The “culture wars” have come to California’s classrooms as parents and the school board members they elect demand more input into the books that students read and the gender identity they bring.
In last week’s primary, voters in some school districts pushed back.
In the Southern California district of Orange Unified, district trustees Rick Ledesma and Madison Miner are in danger of being booted out, after they supported a transgender notification policy, a temporary halt of the district’s digital library over concerns of inappropriate books and banning the LGBTQ+ flag.
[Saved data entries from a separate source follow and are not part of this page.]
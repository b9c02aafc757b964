use std::path::PathBuf;

use log::{debug, info};
use macroquad::miniquad::conf::Platform;
use macroquad::prelude::{Conf, get_time, next_frame};

use crate::assets::{AssetPaths, Assets};
use crate::game::{Controller, GameConfig, TickReport};
use crate::input::{KeyAction, window::pressed_actions};
use crate::render::{ScreenLayout, WindowRenderer};

/// Play in a macroquad window
pub struct WindowMode {
    config: GameConfig,
    asset_dir: PathBuf,
    seed: Option<u64>,
}

impl WindowMode {
    pub fn new(config: GameConfig, asset_dir: PathBuf, seed: Option<u64>) -> Self {
        Self {
            config,
            asset_dir,
            seed,
        }
    }

    pub fn window_conf(&self) -> Conf {
        let size = self.config.window_size();
        Conf {
            window_title: self.config.title.clone(),
            window_width: size,
            window_height: size,
            window_resizable: false,
            // Frames are paced by vsync in `next_frame`
            platform: Platform {
                swap_interval: Some(1),
                ..Default::default()
            },
            ..Default::default()
        }
    }

    /// Open the window and play until it is closed or a quit key is pressed
    pub fn run(self) {
        info!("opening a {0}x{0} window", self.config.window_size());
        macroquad::Window::from_config(self.window_conf(), self.run_game_loop());
        info!("window closed");
    }

    async fn run_game_loop(self) {
        let assets = Assets::load(&AssetPaths::in_dir(&self.asset_dir)).await;
        let renderer = WindowRenderer::new(ScreenLayout::new(&self.config));
        let mut controller = Controller::from_config(self.config, self.seed);

        loop {
            let frame_start = get_time();

            let mut steering = Vec::new();
            let mut should_quit = false;
            for action in pressed_actions() {
                match action {
                    KeyAction::Steer(direction) => steering.push(direction),
                    KeyAction::Quit => should_quit = true,
                    KeyAction::None => {}
                }
            }
            if should_quit {
                debug!("quit key pressed");
                break;
            }

            let report = controller.frame(frame_start, steering);
            play_cues(&assets, report);

            renderer.render(controller.game(), assets.food_texture());
            next_frame().await;
        }
    }
}

fn play_cues(assets: &Assets, report: TickReport) {
    for cue in report.cues() {
        assets.play(cue);
    }
}
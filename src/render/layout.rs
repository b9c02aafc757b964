//! Screen geometry and colours of the board, independent of any graphics backend.

use crate::game::{Cell, GameConfig};

/// An 8-bit RGBA colour
#[derive(Debug, Clone, Copy, PartialEq, Eq)]
pub struct Rgba {
    pub r: u8,
    pub g: u8,
    pub b: u8,
    pub a: u8,
}

impl Rgba {
    pub const fn opaque(r: u8, g: u8, b: u8) -> Self {
        Self { r, g, b, a: 255 }
    }
}

/// Background colour
pub const GREEN: Rgba = Rgba::opaque(173, 204, 96);
/// Snake, border and text colour
pub const DARK_GREEN: Rgba = Rgba::opaque(43, 51, 24);

/// Size of the title, score and high score text
pub const FONT_SIZE: f32 = 40.0;
/// How round a snake segment is, from 0 (square) to 1 (pill)
pub const SEGMENT_ROUNDNESS: f32 = 0.5;
/// Thickness of the board border
pub const BORDER_THICKNESS: f32 = 5.0;

/// Axis-aligned rectangle in pixels
#[derive(Debug, Clone, Copy, PartialEq)]
pub struct PixelRect {
    pub x: f32,
    pub y: f32,
    pub w: f32,
    pub h: f32,
}

/// Top-left anchor of a line of text, in pixels
#[derive(Debug, Clone, Copy, PartialEq)]
pub struct TextAnchor {
    pub x: f32,
    pub y: f32,
}

/// Where everything goes in the window
#[derive(Debug, Clone)]
pub struct ScreenLayout {
    cell_size: f32,
    padding: f32,
    board_size: f32,
}

impl ScreenLayout {
    pub fn new(config: &GameConfig) -> Self {
        Self {
            cell_size: config.cell_size,
            padding: config.padding,
            board_size: config.board_size(),
        }
    }

    /// Pixel rectangle covered by a grid cell
    pub fn cell_rect(&self, cell: Cell) -> PixelRect {
        PixelRect {
            x: self.padding + cell.x as f32 * self.cell_size,
            y: self.padding + cell.y as f32 * self.cell_size,
            w: self.cell_size,
            h: self.cell_size,
        }
    }

    /// Border drawn just outside the board
    pub fn border(&self) -> PixelRect {
        let inset = BORDER_THICKNESS;
        PixelRect {
            x: self.padding - inset,
            y: self.padding - inset,
            w: self.board_size + 2.0 * inset,
            h: self.board_size + 2.0 * inset,
        }
    }

    pub fn title_anchor(&self) -> TextAnchor {
        TextAnchor {
            x: self.padding - BORDER_THICKNESS,
            y: 20.0,
        }
    }

    pub fn score_anchor(&self) -> TextAnchor {
        TextAnchor {
            x: self.padding - BORDER_THICKNESS,
            y: self.padding + self.board_size + 10.0,
        }
    }

    pub fn high_score_anchor(&self) -> TextAnchor {
        TextAnchor {
            x: self.padding - BORDER_THICKNESS + self.board_size / 2.0,
            y: self.padding + self.board_size + 10.0,
        }
    }
}

#[cfg(test)]
mod tests {
    use super::*;

    fn layout() -> ScreenLayout {
        ScreenLayout::new(&GameConfig::default())
    }

    #[test]
    fn test_cell_rect() {
        let layout = layout();

        assert_eq!(
            layout.cell_rect(Cell::new(0, 0)),
            PixelRect {
                x: 75.0,
                y: 75.0,
                w: 30.0,
                h: 30.0
            }
        );

        let corner = layout.cell_rect(Cell::new(24, 24));
        assert_eq!((corner.x, corner.y), (795.0, 795.0));
        assert_eq!(corner.x + corner.w, 825.0);
    }

    #[test]
    fn test_border_surrounds_board() {
        let border = layout().border();

        assert_eq!(
            border,
            PixelRect {
                x: 70.0,
                y: 70.0,
                w: 760.0,
                h: 760.0
            }
        );
    }

    #[test]
    fn test_text_anchors() {
        let layout = layout();

        assert_eq!(layout.title_anchor(), TextAnchor { x: 70.0, y: 20.0 });
        assert_eq!(layout.score_anchor(), TextAnchor { x: 70.0, y: 835.0 });
        assert_eq!(
            layout.high_score_anchor(),
            TextAnchor { x: 445.0, y: 835.0 }
        );
    }
}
In 2022, Ledesma won reelection and Miner won a first term, flipping the board to a 4-3 conservative majority that quickly fired the district superintendent last year.
The recalls of both Ledesma and Miner are winning 53% of the vote as of Thursday. Miner told KCAL that the recall “is nothing more than a power grab by the same union bosses and Sacramento bureaucrats who have failed our kids for years.”
But Our Schools USA, a nonprofit education advocacy group, applauded the apparently successful recall.
- Kristi Hirst, Our Schools USA co-founder, in a statement: “Extremists putting their own personal political crusades ahead of educating our children have no place making decisions on our school boards.”
In the Yolo County city of Woodland, first-term school board trustee Emily MacDonald was recalled by 62% of voters, according to complete but unofficial returns.
Some parents launched the recall after MacDonald called “transgenderism” a “social contagion” during a board meeting.
- Tony Hoang, executive director of Equality California, in a statement today: “Anyone who seeks to single out and attack LGBTQ+ youth does not deserve to serve in public office. We are pleased to see the political careers of Ledesma, Miner, and MacDonald come to an appropriate end.”
And there’s another recall effort on the June 4 ballot for Temecula Valley Unified trustee Joseph Komrosky, who objected to a book that mentioned gay rights pioneer Harvey Milk by calling him “a pedophile.”
The district has been a focus of state officials. Gov. Newsom threatened to fine the district last summer after its school board voted to ban the book that referenced Milk (it ultimately reversed course), and Attorney General Rob Bonta filed a brief in December supporting a lawsuit against Temecula’s school board on its policies on critical race theory and transgender disclosure.
CA reps press FEMA on housing money

From CalMatters homelessness reporter Marisa Kendall:
The pressure is mounting in a $300 million fight between the state and the federal government.
Members of Congress from California are urging the Federal Emergency Management Agency to walk back a recent decision that has sparked outrage from local officials.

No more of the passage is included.